[Exercise directions]
Somewhere below is a line with "number of subscribers." and, later, a line with "receive scan events."; repeat those two lines and all the lines between them, exactly as they are.
╭──
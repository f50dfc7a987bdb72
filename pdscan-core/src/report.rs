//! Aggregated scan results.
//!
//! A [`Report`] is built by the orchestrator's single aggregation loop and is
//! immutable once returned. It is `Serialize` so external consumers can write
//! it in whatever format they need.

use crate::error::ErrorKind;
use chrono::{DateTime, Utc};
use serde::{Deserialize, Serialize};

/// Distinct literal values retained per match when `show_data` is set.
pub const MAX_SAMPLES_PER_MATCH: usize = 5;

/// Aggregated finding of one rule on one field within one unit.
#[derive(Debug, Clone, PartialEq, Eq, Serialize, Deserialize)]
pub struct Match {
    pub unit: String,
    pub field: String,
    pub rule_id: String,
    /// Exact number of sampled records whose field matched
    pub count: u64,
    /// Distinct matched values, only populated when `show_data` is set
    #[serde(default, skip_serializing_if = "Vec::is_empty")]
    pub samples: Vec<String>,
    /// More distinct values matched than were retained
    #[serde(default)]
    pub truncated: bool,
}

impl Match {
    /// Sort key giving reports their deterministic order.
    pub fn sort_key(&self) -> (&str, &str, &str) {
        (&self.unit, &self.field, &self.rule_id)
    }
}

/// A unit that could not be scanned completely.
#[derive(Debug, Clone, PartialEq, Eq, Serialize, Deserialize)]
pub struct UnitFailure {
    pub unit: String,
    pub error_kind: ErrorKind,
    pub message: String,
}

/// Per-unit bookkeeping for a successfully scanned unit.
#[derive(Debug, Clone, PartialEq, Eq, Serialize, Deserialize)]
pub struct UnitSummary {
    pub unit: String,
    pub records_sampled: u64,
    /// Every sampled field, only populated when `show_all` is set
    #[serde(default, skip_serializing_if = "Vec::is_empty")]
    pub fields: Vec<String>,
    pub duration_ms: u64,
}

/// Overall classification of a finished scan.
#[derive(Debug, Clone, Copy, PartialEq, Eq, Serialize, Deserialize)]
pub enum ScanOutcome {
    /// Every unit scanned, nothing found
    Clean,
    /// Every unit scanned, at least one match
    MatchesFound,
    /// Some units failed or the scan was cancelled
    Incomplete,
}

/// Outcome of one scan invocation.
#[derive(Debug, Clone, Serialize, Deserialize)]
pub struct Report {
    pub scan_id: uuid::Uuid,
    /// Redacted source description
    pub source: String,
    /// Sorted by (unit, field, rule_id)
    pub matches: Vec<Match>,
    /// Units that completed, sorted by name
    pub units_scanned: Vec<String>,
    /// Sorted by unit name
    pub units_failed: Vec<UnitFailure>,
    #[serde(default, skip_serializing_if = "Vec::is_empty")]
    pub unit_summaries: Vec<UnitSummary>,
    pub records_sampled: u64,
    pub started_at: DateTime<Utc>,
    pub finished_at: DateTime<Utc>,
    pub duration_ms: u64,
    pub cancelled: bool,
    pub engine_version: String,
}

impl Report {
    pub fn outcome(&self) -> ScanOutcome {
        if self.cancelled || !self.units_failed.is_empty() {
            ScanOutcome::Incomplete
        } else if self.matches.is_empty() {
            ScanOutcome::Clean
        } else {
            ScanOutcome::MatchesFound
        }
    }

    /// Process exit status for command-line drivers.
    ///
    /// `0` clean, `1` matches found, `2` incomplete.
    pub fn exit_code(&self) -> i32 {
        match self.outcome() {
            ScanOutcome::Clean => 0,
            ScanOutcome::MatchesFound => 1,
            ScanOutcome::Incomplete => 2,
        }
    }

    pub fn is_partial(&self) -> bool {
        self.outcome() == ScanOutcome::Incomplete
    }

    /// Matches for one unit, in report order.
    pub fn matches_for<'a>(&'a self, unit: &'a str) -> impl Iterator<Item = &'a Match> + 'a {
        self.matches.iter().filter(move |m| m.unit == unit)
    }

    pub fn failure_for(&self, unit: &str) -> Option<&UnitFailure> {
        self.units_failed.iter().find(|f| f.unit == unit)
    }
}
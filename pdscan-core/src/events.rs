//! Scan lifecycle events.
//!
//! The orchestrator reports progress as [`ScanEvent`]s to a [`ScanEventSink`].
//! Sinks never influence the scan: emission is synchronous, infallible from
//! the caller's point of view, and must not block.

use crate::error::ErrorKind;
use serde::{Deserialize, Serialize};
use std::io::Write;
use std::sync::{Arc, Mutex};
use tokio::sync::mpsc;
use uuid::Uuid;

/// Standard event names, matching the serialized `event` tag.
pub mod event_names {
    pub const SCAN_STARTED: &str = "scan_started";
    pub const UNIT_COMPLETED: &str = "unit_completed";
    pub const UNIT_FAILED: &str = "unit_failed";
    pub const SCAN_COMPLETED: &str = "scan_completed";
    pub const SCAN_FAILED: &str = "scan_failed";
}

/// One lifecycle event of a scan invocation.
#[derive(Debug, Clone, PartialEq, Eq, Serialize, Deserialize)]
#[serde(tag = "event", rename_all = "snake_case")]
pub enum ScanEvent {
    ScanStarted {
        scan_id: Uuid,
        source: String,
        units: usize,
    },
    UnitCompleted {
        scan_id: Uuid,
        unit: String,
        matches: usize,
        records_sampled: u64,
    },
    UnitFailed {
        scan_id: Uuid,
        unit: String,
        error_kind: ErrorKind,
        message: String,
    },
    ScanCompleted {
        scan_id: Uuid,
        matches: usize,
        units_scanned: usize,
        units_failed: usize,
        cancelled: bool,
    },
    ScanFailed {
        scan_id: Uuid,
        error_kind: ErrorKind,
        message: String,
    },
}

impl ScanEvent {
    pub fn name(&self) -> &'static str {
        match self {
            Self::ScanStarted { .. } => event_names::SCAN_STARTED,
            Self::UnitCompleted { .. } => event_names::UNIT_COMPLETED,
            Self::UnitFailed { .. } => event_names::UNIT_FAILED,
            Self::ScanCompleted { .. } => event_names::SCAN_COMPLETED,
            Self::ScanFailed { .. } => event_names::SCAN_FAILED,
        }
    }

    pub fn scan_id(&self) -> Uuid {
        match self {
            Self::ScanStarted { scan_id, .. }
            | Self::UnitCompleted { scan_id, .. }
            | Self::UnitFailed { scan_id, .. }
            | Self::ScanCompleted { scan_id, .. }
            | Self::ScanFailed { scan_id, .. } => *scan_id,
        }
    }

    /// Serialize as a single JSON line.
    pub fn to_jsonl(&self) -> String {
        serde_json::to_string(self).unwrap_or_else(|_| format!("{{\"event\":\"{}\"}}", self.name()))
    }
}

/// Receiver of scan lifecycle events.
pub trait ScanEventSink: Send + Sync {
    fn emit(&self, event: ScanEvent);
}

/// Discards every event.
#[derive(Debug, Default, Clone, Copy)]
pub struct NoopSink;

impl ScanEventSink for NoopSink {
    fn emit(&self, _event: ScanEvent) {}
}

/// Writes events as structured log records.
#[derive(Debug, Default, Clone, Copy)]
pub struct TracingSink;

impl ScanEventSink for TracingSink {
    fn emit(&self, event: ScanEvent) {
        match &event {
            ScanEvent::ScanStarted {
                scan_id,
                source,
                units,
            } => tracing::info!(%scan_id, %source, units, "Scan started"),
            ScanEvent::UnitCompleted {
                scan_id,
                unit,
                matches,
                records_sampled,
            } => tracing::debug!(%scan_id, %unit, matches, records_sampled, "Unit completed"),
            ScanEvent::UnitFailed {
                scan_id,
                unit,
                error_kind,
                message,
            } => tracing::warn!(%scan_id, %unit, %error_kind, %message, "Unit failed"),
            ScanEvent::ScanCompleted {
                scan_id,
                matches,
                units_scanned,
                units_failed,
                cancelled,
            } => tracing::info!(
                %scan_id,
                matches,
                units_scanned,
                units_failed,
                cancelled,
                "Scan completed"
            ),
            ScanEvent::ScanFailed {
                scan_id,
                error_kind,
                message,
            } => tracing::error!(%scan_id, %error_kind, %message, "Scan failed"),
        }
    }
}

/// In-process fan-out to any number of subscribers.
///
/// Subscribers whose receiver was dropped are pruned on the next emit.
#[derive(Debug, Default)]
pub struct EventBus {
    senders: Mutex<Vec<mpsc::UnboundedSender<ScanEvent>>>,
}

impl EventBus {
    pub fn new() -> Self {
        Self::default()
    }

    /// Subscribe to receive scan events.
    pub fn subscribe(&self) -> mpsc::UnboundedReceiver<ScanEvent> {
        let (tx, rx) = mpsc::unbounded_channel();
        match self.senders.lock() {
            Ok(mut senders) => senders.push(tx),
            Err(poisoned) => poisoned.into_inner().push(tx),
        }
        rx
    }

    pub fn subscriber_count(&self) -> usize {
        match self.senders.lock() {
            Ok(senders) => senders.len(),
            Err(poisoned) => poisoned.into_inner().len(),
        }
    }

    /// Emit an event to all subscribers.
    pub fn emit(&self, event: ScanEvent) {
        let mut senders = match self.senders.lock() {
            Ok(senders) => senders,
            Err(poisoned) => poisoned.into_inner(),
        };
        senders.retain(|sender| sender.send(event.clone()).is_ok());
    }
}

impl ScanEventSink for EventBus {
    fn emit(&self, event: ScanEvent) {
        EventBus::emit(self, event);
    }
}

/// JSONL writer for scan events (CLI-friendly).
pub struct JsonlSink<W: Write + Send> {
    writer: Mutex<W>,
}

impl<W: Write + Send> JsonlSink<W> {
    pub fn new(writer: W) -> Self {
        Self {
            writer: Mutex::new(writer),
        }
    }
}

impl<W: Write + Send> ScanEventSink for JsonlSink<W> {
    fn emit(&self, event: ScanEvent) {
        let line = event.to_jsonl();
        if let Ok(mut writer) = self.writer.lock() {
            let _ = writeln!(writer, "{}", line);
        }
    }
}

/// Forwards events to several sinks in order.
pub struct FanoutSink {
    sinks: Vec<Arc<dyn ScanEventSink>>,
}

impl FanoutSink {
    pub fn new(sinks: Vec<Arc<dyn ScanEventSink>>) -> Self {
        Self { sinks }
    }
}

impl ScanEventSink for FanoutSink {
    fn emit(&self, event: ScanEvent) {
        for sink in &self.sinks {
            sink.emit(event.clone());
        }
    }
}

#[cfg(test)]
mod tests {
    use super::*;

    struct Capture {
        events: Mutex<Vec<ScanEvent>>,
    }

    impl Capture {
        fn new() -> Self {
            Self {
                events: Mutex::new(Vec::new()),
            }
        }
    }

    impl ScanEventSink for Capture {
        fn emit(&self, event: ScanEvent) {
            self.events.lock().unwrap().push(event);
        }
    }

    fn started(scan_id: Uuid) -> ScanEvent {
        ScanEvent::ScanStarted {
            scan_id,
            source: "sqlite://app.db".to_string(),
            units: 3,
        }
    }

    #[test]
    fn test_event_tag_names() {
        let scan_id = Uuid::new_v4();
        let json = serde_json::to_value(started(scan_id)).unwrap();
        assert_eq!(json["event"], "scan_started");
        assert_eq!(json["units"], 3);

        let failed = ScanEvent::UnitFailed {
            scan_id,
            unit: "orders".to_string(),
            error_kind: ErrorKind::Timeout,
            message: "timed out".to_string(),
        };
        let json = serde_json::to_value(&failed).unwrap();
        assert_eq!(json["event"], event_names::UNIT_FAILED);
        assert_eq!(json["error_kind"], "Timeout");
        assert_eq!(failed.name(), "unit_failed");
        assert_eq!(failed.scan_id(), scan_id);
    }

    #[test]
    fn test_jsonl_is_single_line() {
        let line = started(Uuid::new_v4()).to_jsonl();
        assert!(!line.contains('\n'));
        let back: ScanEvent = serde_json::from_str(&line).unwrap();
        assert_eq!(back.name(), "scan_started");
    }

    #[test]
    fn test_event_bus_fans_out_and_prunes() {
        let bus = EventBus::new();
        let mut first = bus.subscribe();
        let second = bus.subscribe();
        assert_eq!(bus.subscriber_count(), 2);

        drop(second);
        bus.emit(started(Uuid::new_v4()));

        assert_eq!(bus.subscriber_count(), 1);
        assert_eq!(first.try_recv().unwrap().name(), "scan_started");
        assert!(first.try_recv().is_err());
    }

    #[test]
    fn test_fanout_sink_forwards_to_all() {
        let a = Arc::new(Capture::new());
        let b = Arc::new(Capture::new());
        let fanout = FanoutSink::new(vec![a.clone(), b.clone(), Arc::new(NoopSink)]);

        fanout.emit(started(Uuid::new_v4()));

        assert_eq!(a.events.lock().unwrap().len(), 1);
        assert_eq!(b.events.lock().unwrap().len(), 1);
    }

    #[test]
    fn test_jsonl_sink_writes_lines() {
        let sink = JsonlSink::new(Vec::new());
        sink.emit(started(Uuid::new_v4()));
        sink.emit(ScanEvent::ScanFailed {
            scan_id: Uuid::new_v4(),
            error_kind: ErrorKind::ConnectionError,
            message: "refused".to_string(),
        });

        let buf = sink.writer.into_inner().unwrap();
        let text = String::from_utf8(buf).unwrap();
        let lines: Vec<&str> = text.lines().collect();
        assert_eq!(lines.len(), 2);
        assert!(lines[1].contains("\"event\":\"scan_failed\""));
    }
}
╰──
[Result]
/// In-process fan-out to any number of subscribers.
///
/// Subscribers whose receiver was dropped are pruned on the next emit.
#[derive(Debug, Default)]
pub struct EventBus {
    senders: Mutex<Vec<mpsc::UnboundedSender<ScanEvent>>>,
}

impl EventBus {
    pub fn new() -> Self {
        Self::default()
    }

    /// Subscribe to receive scan events.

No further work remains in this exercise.